■ Task prompt
Search the entries below for the word "first" and copy each line that has it.

++++++++++++++++++++

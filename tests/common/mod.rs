use std::path::Path;
use std::time::Duration;

use school_cms_server::auth::AuthConfig;
use school_cms_server::config::Config;

pub fn test_config(data_dir: &Path) -> Config {
    Config {
        listen_addr: "127.0.0.1:0".parse().unwrap(),
        data_dir: data_dir.to_path_buf(),
        cors_allow: vec!["*".to_string()],
        request_timeout: Duration::from_secs(30),
        static_dir: "dist".to_string(),
        auth: None,
    }
}

#[allow(dead_code)]
pub fn test_config_with_auth(data_dir: &Path) -> Config {
    let mut config = test_config(data_dir);
    config.auth = Some(AuthConfig {
        jwt_secret: b"0123456789abcdef0123456789abcdef".to_vec(),
        access_token_ttl: Duration::from_secs(3600),
    });
    config
}
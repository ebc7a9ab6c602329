use std::sync::Arc;

use anyhow::Context;
use axum::{
    extract::{Path, State},
    http::StatusCode,
    routing::get,
    Json, Router,
};

use crate::{
    error::{ApiError, ApiResult},
    events::{ServerEvent, STUDENT_ADDED},
    main_lib::AppState,
    models::{NewStudent, Student, StudentUpdate},
};

#[utoipa::path(get, path = "/api/v1/students", responses((status = 200, body = [Student])))]
pub async fn list_students(State(state): State<Arc<AppState>>) -> ApiResult<Json<Vec<Student>>> {
    let students = state.students.load()?;
    Ok(Json(students))
}

#[utoipa::path(post, path = "/api/v1/students", request_body = NewStudent, responses((status = 200, body = Student)))]
pub async fn create_student(
    State(state): State<Arc<AppState>>,
    Json(payload): Json<NewStudent>,
) -> ApiResult<Json<Student>> {
    let created = state.students.update(|students| {
        let id = students.iter().map(|s| s.id).max().unwrap_or(0) + 1;
        let student = Student {
            id,
            name: payload.name,
            email: payload.email,
            grade_level: payload.grade_level,
        };
        students.push(student.clone());
        student
    })?;

    // Notify only once the record has been persisted.
    let payload = serde_json::to_value(&created).context("Failed to serialize event payload")?;
    state
        .event_bus
        .publish(ServerEvent::new(STUDENT_ADDED, payload));
    Ok(Json(created))
}

#[utoipa::path(get, path = "/api/v1/students/{id}", responses((status = 200, body = Student), (status = 404)))]
pub async fn get_student(
    Path(id): Path<u64>,
    State(state): State<Arc<AppState>>,
) -> ApiResult<Json<Student>> {
    let students = state.students.load()?;
    let student = students
        .into_iter()
        .find(|s| s.id == id)
        .ok_or(ApiError::NotFound)?;
    Ok(Json(student))
}

#[utoipa::path(put, path = "/api/v1/students/{id}", request_body = StudentUpdate, responses((status = 200, body = Student), (status = 404)))]
pub async fn update_student(
    Path(id): Path<u64>,
    State(state): State<Arc<AppState>>,
    Json(payload): Json<StudentUpdate>,
) -> ApiResult<Json<Student>> {
    let updated = state.students.update(|students| {
        let student = students.iter_mut().find(|s| s.id == id)?;
        if let Some(name) = payload.name {
            student.name = name;
        }
        if let Some(email) = payload.email {
            student.email = Some(email);
        }
        if let Some(grade_level) = payload.grade_level {
            student.grade_level = Some(grade_level);
        }
        Some(student.clone())
    })?;
    let student = updated.ok_or(ApiError::NotFound)?;
    Ok(Json(student))
}

#[utoipa::path(delete, path = "/api/v1/students/{id}", responses((status = 204), (status = 404)))]
pub async fn delete_student(
    Path(id): Path<u64>,
    State(state): State<Arc<AppState>>,
) -> ApiResult<StatusCode> {
    let removed = state.students.update(|students| {
        let before = students.len();
        students.retain(|s| s.id != id);
        students.len() != before
    })?;
    if !removed {
        return Err(ApiError::NotFound);
    }
    Ok(StatusCode::NO_CONTENT)
}

pub fn router() -> Router<Arc<AppState>> {
    Router::new()
        .route("/students", get(list_students).post(create_student))
        .route(
            "/students/{id}",
            get(get_student).put(update_student).delete(delete_student),
        )
}
use std::sync::Arc;

use anyhow::Context;
use axum::{
    extract::{Path, State},
    http::StatusCode,
    routing::get,
    Json, Router,
};
use chrono::Utc;

use crate::{
    error::{ApiError, ApiResult},
    events::{ServerEvent, ANNOUNCEMENT_CREATED},
    main_lib::AppState,
    models::{Announcement, NewAnnouncement},
};

async fn list_announcements(
    State(state): State<Arc<AppState>>,
) -> ApiResult<Json<Vec<Announcement>>> {
    let announcements = state.announcements.load()?;
    Ok(Json(announcements))
}

async fn create_announcement(
    State(state): State<Arc<AppState>>,
    Json(payload): Json<NewAnnouncement>,
) -> ApiResult<Json<Announcement>> {
    let created_at = Utc::now().to_rfc3339();
    let created = state.announcements.update(|announcements| {
        let id = announcements.iter().map(|a| a.id).max().unwrap_or(0) + 1;
        let announcement = Announcement {
            id,
            title: payload.title,
            body: payload.body,
            created_at,
        };
        announcements.push(announcement.clone());
        announcement
    })?;

    let payload = serde_json::to_value(&created).context("Failed to serialize event payload")?;
    state
        .event_bus
        .publish(ServerEvent::new(ANNOUNCEMENT_CREATED, payload));
    Ok(Json(created))
}

async fn delete_announcement(
    Path(id): Path<u64>,
    State(state): State<Arc<AppState>>,
) -> ApiResult<StatusCode> {
    let removed = state.announcements.update(|announcements| {
        let before = announcements.len();
        announcements.retain(|a| a.id != id);
        announcements.len() != before
    })?;
    if !removed {
        return Err(ApiError::NotFound);
    }
    Ok(StatusCode::NO_CONTENT)
}

pub fn router() -> Router<Arc<AppState>> {
    Router::new()
        .route(
            "/announcements",
            get(list_announcements).post(create_announcement),
        )
        .route("/announcements/{id}", axum::routing::delete(delete_announcement))
}
mod common;

use axum::{
    body::Body,
    http::{Request, StatusCode},
};
use futures::StreamExt;
use school_cms_server::events::ServerEvent;
use school_cms_server::{api::app_router, build_state};
use serde_json::json;
use tempfile::tempdir;
use tower::ServiceExt;

#[tokio::test]
async fn live_stream_handshakes_then_forwards_events() {
    let tmp = tempdir().unwrap();
    let config = common::test_config(tmp.path());
    let state = build_state(&config).await.unwrap();
    let app = app_router(state.clone(), &config);

    let response = app
        .oneshot(
            Request::builder()
                .uri("/api/v1/events/stream")
                .body(Body::empty())
                .unwrap(),
        )
        .await
        .unwrap();
    assert_eq!(response.status(), StatusCode::OK);
    let content_type = response
        .headers()
        .get("content-type")
        .unwrap()
        .to_str()
        .unwrap()
        .to_string();
    assert!(content_type.starts_with("text/event-stream"));

    let mut body = response.into_body().into_data_stream();

    // Handshake comment frame arrives before any event.
    let first = body.next().await.unwrap().unwrap();
    assert!(String::from_utf8(first.to_vec())
        .unwrap()
        .contains("connected"));

    // A publish while the session is open lands as exactly one frame.
    state.event_bus.publish(ServerEvent::new(
        "student-added",
        json!({"id": 1, "name": "Ada"}),
    ));
    let frame = body.next().await.unwrap().unwrap();
    let text = String::from_utf8(frame.to_vec()).unwrap();
    assert!(text.contains("event: student-added"));
    assert!(text.contains(r#""eventType":"student-added""#));
    assert!(text.contains("Ada"));
}

#[tokio::test]
async fn manual_trigger_reaches_an_open_session() {
    let tmp = tempdir().unwrap();
    let config = common::test_config(tmp.path());
    let state = build_state(&config).await.unwrap();
    let app = app_router(state, &config);

    let response = app
        .clone()
        .oneshot(
            Request::builder()
                .uri("/api/v1/events/stream")
                .body(Body::empty())
                .unwrap(),
        )
        .await
        .unwrap();
    let mut body = response.into_body().into_data_stream();
    let _handshake = body.next().await.unwrap().unwrap();

    let response = app
        .oneshot(
            Request::builder()
                .method("POST")
                .uri("/api/v1/events/trigger")
                .header("content-type", "application/json")
                .body(Body::from(
                    json!({"type": "grade-updated", "payload": {"studentId": 3}}).to_string(),
                ))
                .unwrap(),
        )
        .await
        .unwrap();
    assert_eq!(response.status(), StatusCode::ACCEPTED);

    let frame = body.next().await.unwrap().unwrap();
    let text = String::from_utf8(frame.to_vec()).unwrap();
    assert!(text.contains("event: grade-updated"));
    assert!(text.contains(r#""studentId":3"#));
}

++++++++++++++++++++

■ Solution to the problem
    let first = body.next().await.unwrap().unwrap();
    assert!(String::from_utf8(first.to_vec())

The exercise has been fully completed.